After approximately 40 minutes of flying, we suddenly pulled a sharp left hand turn heading directly toward a mountain. Soon after, the flight attendant came by again – still hunched over – to inform us that the runway at Lukla was too wet to land – we were going back to Kathmandu. My knee jerk reaction was, “Are you serious!? They didn’t know this before we left?!” Then again I thought to myself, better safe than sorry!

Attempt number one to fly to Lukla was a failure. We were to try again the next day.

The next morning we got up extremely early hell bent on getting on the first flight to Lukla. Again, we had to go through the same check in process as the day before. This time, it wouldn’t go so smooth…this is where the trip plan got flipped, turned upside down.

As our guides were getting our flights and we sat and watched the luggage, Hannah left to go to the restroom. A few minutes went by and she didn’t return. Corey started to get worried and wondered if everything was ok. It wasn’t. Deven, our guide, came to get Corey, “Corey, come with me, Hannah cut her leg.” Off they went. A few minutes later, Deven came to get Chelsea and I, “Grab all of the stuff, we need to go to the hospital.” The severity of this ‘cut’ was written all over his face. We grabbed our bags and bypassed security on our way to the VIP room. The VIP room isn’t anything special. I suppose it had a door and that is special for the airport in Kathmandu. Even the bathrooms didn’t have doors. Otherwise, it was just a room. Hannah was laying on a table with her leg being help up as high as it would go. It was wrapped in gauze and there was dried blood everywhere. The ambulance showed up and all 5 of us piled into the ambulance.
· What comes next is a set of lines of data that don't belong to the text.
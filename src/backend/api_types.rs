//! Wire types of the hosted backend's auth and REST endpoints.

use chrono::{Duration, Utc};
use serde::{Deserialize, Serialize};

use super::session::{Session, User};
use crate::tasks::{Task, TaskStatus};

#[derive(Debug, Serialize)]
pub struct ApiCredentials<'a> {
  pub email: &'a str,
  pub password: &'a str,
}

#[derive(Debug, Deserialize)]
pub struct ApiUser {
  pub id: String,
  pub email: Option<String>,
}

#[derive(Debug, Deserialize)]
pub struct ApiTokenResponse {
  pub access_token: String,
  pub refresh_token: String,
  /// Lifetime in seconds
  pub expires_in: i64,
  pub user: ApiUser,
}

impl ApiTokenResponse {
  pub fn into_session(self) -> Session {
    Session {
      access_token: self.access_token,
      refresh_token: self.refresh_token,
      expires_at: Utc::now() + Duration::seconds(self.expires_in),
      user: User {
        id: self.user.id,
        email: self.user.email,
      },
    }
  }
}

/// Error body; auth and REST endpoints use different field names.
#[derive(Debug, Default, Deserialize)]
pub struct ApiError {
  pub error_description: Option<String>,
  pub msg: Option<String>,
  pub message: Option<String>,
}

impl ApiError {
  pub fn message(&self) -> Option<&str> {
    self
      .error_description
      .as_deref()
      .or(self.msg.as_deref())
      .or(self.message.as_deref())
  }
}

/// A row of the remote `tasks` table.
#[derive(Debug, Serialize, Deserialize)]
pub struct ApiTask {
  pub id: i64,
  pub title: String,
  pub status: TaskStatus,
  pub user_id: String,
}

impl ApiTask {
  pub fn from_task(task: &Task, user_id: &str) -> Self {
    Self {
      id: task.id,
      title: task.title.clone(),
      status: task.status,
      user_id: user_id.to_string(),
    }
  }
}

impl From<ApiTask> for Task {
  fn from(row: ApiTask) -> Self {
    Task {
      id: row.id,
      title: row.title,
      status: row.status,
    }
  }
}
We were off to the hospital.

Hannah was brought in to emergency surgery to reattach the muscles in her lower leg and the nerves going to her foot. All went well. At least that is what they told us but who knows? We were in Nepal and ‘well’ there doesn’t necessarily mean ‘well’ here. As it turns out, she will make a full recovery but it will take some time. It was clear that Corey and Hannah’s trip was done.

While we waited at the hospital, Chelsea and I made the decision that we were going to continue on with the trip since there wasn’t much we could do for Hannah if we went home. We chatted with Deven about the possibilities. We decided to cancel the climbing itinerary and keep this trip strictly as a trekking experience. Since Chelsea was there to experience and explore the culture and spirituality, keeping to a trekking itinerary would allow us more time to do so. We had 20 days to explore the Khumbu Valley and Everest region and no set itinerary. This was going to be awesome! There were only 2 of us left. We joked about how we were going to be good friends or absolutely hate each other by the end of the 20 days and understood that it probably wasn’t realistic to expect anything in between. I am happy to report we are good friends!